MongoDB

mongod, mongo, mongosh, mongos, what now?

As you might know, I joined MongoDB last month as a Keynote Storyteller, and, as you might expect, in order to work on the keynotes it’s important that I understand the world of MongoDB to the best of my ability.

As I progressed through my technical onboarding, I became aware that I was following some instructions without really understanding why. There is always a time and a place for this approach but this wasn’t it. In particular, I realised I didn’t exactly know when I would write these to my terminal:

  • mongod
  • mongo
  • mongosh
  • mongos

Yes, I know there are many more like mongodump, snigger, but I want to focus on these four first because they are the ones that I found myself using the most in my technical onboarding.

What is MongoDB?

This is as good a place to start as any. If I ask you what is MongoDB you’ll probably say “It’s a Database, Helen!” And you’d be right, but this is an excellent time for me to point out that it’s So Much More than just a database.

This is a good time to introduce MongoDB Atlas into the equation. MongoDB Atlas is a MongoDB database as a service and it has a ton of cool services that you can check out at your own pace with a free tier.

I’m starting here because the rest of this post makes references to MongoDB terminology. You will need a MongoDB cluster which itself is made up of multiple database servers of which one will be primary and the rest secondary (replicas). This means that if your primary server is unavailable/unreachable, your data can still be accessed. Your cluster also has clients that can connect to it and manipulate your data. Now, down to business.

mongod

No, mongod is not some kind of database deity. In fact, it’s usually pronounced mongo-dee and it’s the MongoDB daemon, also known as the server for MongoDB. If you don’t start your server you have no cluster and then, well, you got nothing. You run mongod to start your server.

The MongoDB server listens for connections from clients on port 27017, and stores data in the /data/db directory when you use mongod. However, you can start your MongoDB server with different parameters if required:

mongod -–port 12345 --dbpath /srv/mongodb/

That said, MongoDB Atlas runs mongod for you, so you don’t need to run the server yourself. It’s just useful to know from an architectural perspective at this stage especially as it might pop up in training.

The MongoDB daemon process that you start with mongod (or that MongoDB Atlas starts for you) manages your data access and any requests you might make such as add this, query that, or change that.

Documentation and helpful links:

mongo and mongosh

So what is mongo? It’s the shell, it’s the client, it’s a javascript interface that you can use to interact with the MongoDB server (mongod). For example:

mongo --host mongodb0.example.com:27017

However, as of June 2020, it was superseded by the new Mongo Shell, called, wait for it, mongosh! Bold for emphasis, it genuinely took me more than a few seconds to realise why it was called mongosh – you’re welcome. mongosh has improved syntax highlighting, command history and logging in case you were wondering! For example:

mongosh --host mongodb0.example.com:27017

When should you use mongo or mongosh? If you are able, you should run mongosh when you want to interact or change the data. Of course, if you prefer you can still use mongo but you won’t get the new features introduced in the newer MongoDB shell (mongosh). Don’t forget that the shell, whichever you use, is just a way to communicate with your database cluster.

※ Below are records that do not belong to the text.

use std::fmt;
use std::str::FromStr;

use rust_decimal::Decimal;
use rust_decimal_macros::dec;
use serde::{Deserialize, Serialize};
use uuid::Uuid;

use super::ParseError;
use crate::calculations::CalculationError;

/// How the private use of a company car is taxed.
#[derive(Debug, Clone, Copy, PartialEq, Eq, Hash, Default, Serialize, Deserialize)]
#[serde(rename_all = "lowercase")]
pub enum TaxationType {
    /// Combustion engine: 1 % of the list price per month.
    #[default]
    Full,
    /// Plug-in hybrid: 0.5 %.
    Hybrid,
    /// Battery electric: 0.25 %.
    Electric,
}

impl TaxationType {
    pub fn as_str(&self) -> &'static str {
        match self {
            Self::Full => "full",
            Self::Hybrid => "hybrid",
            Self::Electric => "electric",
        }
    }

    pub fn parse(s: &str) -> Option<Self> {
        match s.trim().to_lowercase().as_str() {
            "full" | "voll" => Some(Self::Full),
            "hybrid" => Some(Self::Hybrid),
            "electric" | "elektro" => Some(Self::Electric),
            _ => None,
        }
    }
}

impl FromStr for TaxationType {
    type Err = ParseError;

    fn from_str(s: &str) -> Result<Self, Self::Err> {
        Self::parse(s).ok_or_else(|| ParseError::TaxationType(s.to_string()))
    }
}

impl fmt::Display for TaxationType {
    fn fmt(&self, f: &mut fmt::Formatter<'_>) -> fmt::Result {
        f.write_str(self.as_str())
    }
}

/// The employee's own monthly contribution towards the car (Eigenanteil).
#[derive(Debug, Clone, Copy, PartialEq, Eq, Serialize, Deserialize)]
#[serde(tag = "type", rename_all = "camelCase")]
pub enum CoPaymentPolicy {
    /// No contribution.
    None,
    /// A fixed monthly amount.
    Fixed {
        #[serde(rename = "monthlyAmount")]
        monthly_amount: Decimal,
    },
    /// `percentage` percent of the list price above `threshold`, per month.
    Percentage {
        percentage: Decimal,
        threshold: Decimal,
    },
}

impl Default for CoPaymentPolicy {
    /// 1.5 % of the list price above 45 000.
    fn default() -> Self {
        Self::Percentage {
            percentage: dec!(1.5),
            threshold: dec!(45000),
        }
    }
}

impl CoPaymentPolicy {
    pub fn validate(&self) -> Result<(), CalculationError> {
        match *self {
            Self::None => Ok(()),
            Self::Fixed { monthly_amount } if monthly_amount < Decimal::ZERO => {
                Err(CalculationError::NegativeFixedCoPayment(monthly_amount))
            }
            Self::Fixed { monthly_amount } => {
                CalculationError::check_amount("fixed co-payment", monthly_amount)
            }
            Self::Percentage {
                percentage,
                threshold,
            } => {
                if percentage < Decimal::ZERO || percentage > Decimal::ONE_HUNDRED {
                    return Err(CalculationError::InvalidCoPaymentPercentage(percentage));
                }
                if threshold < Decimal::ZERO {
                    return Err(CalculationError::NegativeCoPaymentThreshold(threshold));
                }
                CalculationError::check_amount("co-payment threshold", threshold)
            }
        }
    }
}

/// A company car offer to compare.
#[derive(Debug, Clone, PartialEq, Eq, Serialize, Deserialize)]
#[serde(rename_all = "camelCase")]
pub struct Vehicle {
    pub id: Uuid,
    pub name: String,
    /// Gross list price (Bruttolistenpreis) in euros.
    pub list_price: Decimal,
    pub taxation: TaxationType,
    #[serde(default, skip_serializing_if = "Option::is_none")]
    pub configurator_code: Option<String>,
    #[serde(default, skip_serializing_if = "Option::is_none")]
    pub configurator_link: Option<String>,
    /// `None` means the default policy applies, see [`Vehicle::effective_co_payment`].
    #[serde(default, skip_serializing_if = "Option::is_none")]
    pub co_payment: Option<CoPaymentPolicy>,
}

impl Vehicle {
    /// Creates a vehicle with a fresh id and no optional details.
    pub fn new(name: impl Into<String>, list_price: Decimal, taxation: TaxationType) -> Self {
        Self {
            id: Uuid::new_v4(),
            name: name.into(),
            list_price,
            taxation,
            configurator_code: None,
            configurator_link: None,
            co_payment: None,
        }
    }

    pub fn with_co_payment(mut self, policy: CoPaymentPolicy) -> Self {
        self.co_payment = Some(policy);
        self
    }

    pub fn effective_co_payment(&self) -> CoPaymentPolicy {
        self.co_payment.unwrap_or_default()
    }

    /// # Errors
    ///
    /// Returns [`CalculationError`] if the list price is not positive or too
    /// large, or the co-payment policy carries out-of-range values.
    pub fn validate(&self) -> Result<(), CalculationError> {
        if self.list_price <= Decimal::ZERO {
            return Err(CalculationError::NonPositiveListPrice(self.list_price));
        }
        CalculationError::check_amount("list price", self.list_price)?;
        self.effective_co_payment().validate()
    }
}

#[cfg(test)]
mod tests {
    use pretty_assertions::assert_eq;

    use super::*;

    #[test]
    fn taxation_type_parses_english_and_german_names() {
        assert_eq!(TaxationType::parse("full"), Some(TaxationType::Full));
        assert_eq!(TaxationType::parse("Voll"), Some(TaxationType::Full));
        assert_eq!(TaxationType::parse("elektro"), Some(TaxationType::Electric));
        assert_eq!(TaxationType::parse("HYBRID"), Some(TaxationType::Hybrid));
        assert_eq!(
            "diesel".parse::<TaxationType>(),
            Err(ParseError::TaxationType("diesel".to_string()))
        );
    }

    #[test]
    fn missing_policy_falls_back_to_default() {
        let car = Vehicle::new("Kombi", dec!(50000), TaxationType::Full);
        assert_eq!(
            car.effective_co_payment(),
            CoPaymentPolicy::Percentage {
                percentage: dec!(1.5),
                threshold: dec!(45000),
            }
        );
    }

    #[test]
    fn policy_json_is_tagged() {
        let fixed = CoPaymentPolicy::Fixed {
            monthly_amount: dec!(150),
        };
        let json = serde_json::to_value(fixed).unwrap();
        assert_eq!(json["type"], "fixed");
        assert_eq!(json["monthlyAmount"], "150");

        let none: CoPaymentPolicy = serde_json::from_str(r#"{"type":"none"}"#).unwrap();
        assert_eq!(none, CoPaymentPolicy::None);

        let pct: CoPaymentPolicy =
            serde_json::from_str(r#"{"type":"percentage","percentage":1.0,"threshold":47000}"#)
                .unwrap();
        assert_eq!(
            pct,
            CoPaymentPolicy::Percentage {
                percentage: dec!(1.0),
                threshold: dec!(47000),
            }
        );
    }

    #[test]
    fn validate_rejects_non_positive_list_price() {
        let car = Vehicle::new("Gratis", Decimal::ZERO, TaxationType::Electric);
        assert_eq!(
            car.validate(),
            Err(CalculationError::NonPositiveListPrice(Decimal::ZERO))
        );
    }

    #[test]
    fn validate_rejects_bad_policies() {
        let car = Vehicle::new("A", dec!(40000), TaxationType::Full).with_co_payment(
            CoPaymentPolicy::Fixed {
                monthly_amount: dec!(-10),
            },
        );
        assert_eq!(
            car.validate(),
            Err(CalculationError::NegativeFixedCoPayment(dec!(-10)))
        );

        let car = Vehicle::new("B", dec!(40000), TaxationType::Full).with_co_payment(
            CoPaymentPolicy::Percentage {
                percentage: dec!(150),
                threshold: dec!(0),
            },
        );
        assert_eq!(
            car.validate(),
            Err(CalculationError::InvalidCoPaymentPercentage(dec!(150)))
        );

        let car = Vehicle::new("C", dec!(40000), TaxationType::Full).with_co_payment(
            CoPaymentPolicy::Percentage {
                percentage: dec!(1),
                threshold: dec!(-1),
            },
        );
        assert_eq!(
            car.validate(),
            Err(CalculationError::NegativeCoPaymentThreshold(dec!(-1)))
        );
    }

    #[test]
    fn validate_rejects_amounts_above_limit() {
        let car = Vehicle::new("Yacht", dec!(500000000000000000000), TaxationType::Full);
        assert_eq!(
            car.validate(),
            Err(CalculationError::AmountTooLarge {
                name: "list price",
                value: dec!(500000000000000000000),
            })
        );

        let car = Vehicle::new("A", dec!(40000), TaxationType::Full).with_co_payment(
            CoPaymentPolicy::Fixed {
                monthly_amount: dec!(1000000000000000),
            },
        );
        assert_eq!(
            car.validate(),
            Err(CalculationError::AmountTooLarge {
                name: "fixed co-payment",
                value: dec!(1000000000000000),
            })
        );
    }

    #[test]
    fn optional_fields_are_omitted_from_json() {
        let car = Vehicle::new("Kombi", dec!(50000), TaxationType::Hybrid);
        let json = serde_json::to_value(&car).unwrap();
        assert!(json.get("coPayment").is_none());
        assert!(json.get("configuratorCode").is_none());
        assert_eq!(json["taxation"], "hybrid");
    }
}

Documentation and helpful links:

mongos

So that’s the daemon, or server, for MongoDB covered and two client options, that just leaves mongos for this blog post. This does not spin up multiple MongoDB clients, sadly. It’s just a proxy that sits between the client application (mongo/mongosh) and a sharded database cluster, that is multiple mongod replica sets.

It’s what your clients (mongo or mongosh) interact with when you run queries against sharded data. It does not replace your database server, it is in addition to. You need to point it at your replica sets, for example:

mongos --configdb cfg/127.0.0.1:27017

Now your first question should be why do I even need a proxy between my client and server just because my data is sharded? That is an excellent question! You need mongos to route the queries and any write operations to the shard(s) as required.

The mongos proxy is a map that your client can use to query or make changes in your cluster when your data is sharded. This in-between proxy is required because your cluster doesn’t know which shard(s) that data exists on, but the mongos proxy does. It also knows which shard to insert data into, if that’s your requirement.

Documentation and helpful links:

Putting it all together

This blog post has been a deliberately simplistic viewpoint to illustrate the components, however, I like to know what’s going on beneath various abstractions which is why I wrote it. That said, do remember that MongoDB Atlas manages this for you!

In summary, from the CLI, run mongod to start your MongoDB server for your cluster in a training environment. Note that in the real world (which again MongoDB Atlas manages for you), you would need to run at least three mongod instances. You should never run just one in a production environment. You can then use either the legacy mongo or the newer mongosh shell commands to interact with your cluster.

If your data is sharded you will need to additionally run at least one mongos process to ensure that your queries are routed to the right shard(s). Again I’m talking about a training environment here rather than a production environment!

I got one of the real MongoDB developer advocates (thanks Mark) to help me draw a diagram for you:

Diagram of the commands as architecture

Finally, for those of you wondering where you can get your hands on some MongoDB training, go check out MongoDB Basics and see where your learning journey takes you.

And that is mongod, mongo, mongosh, and mongos!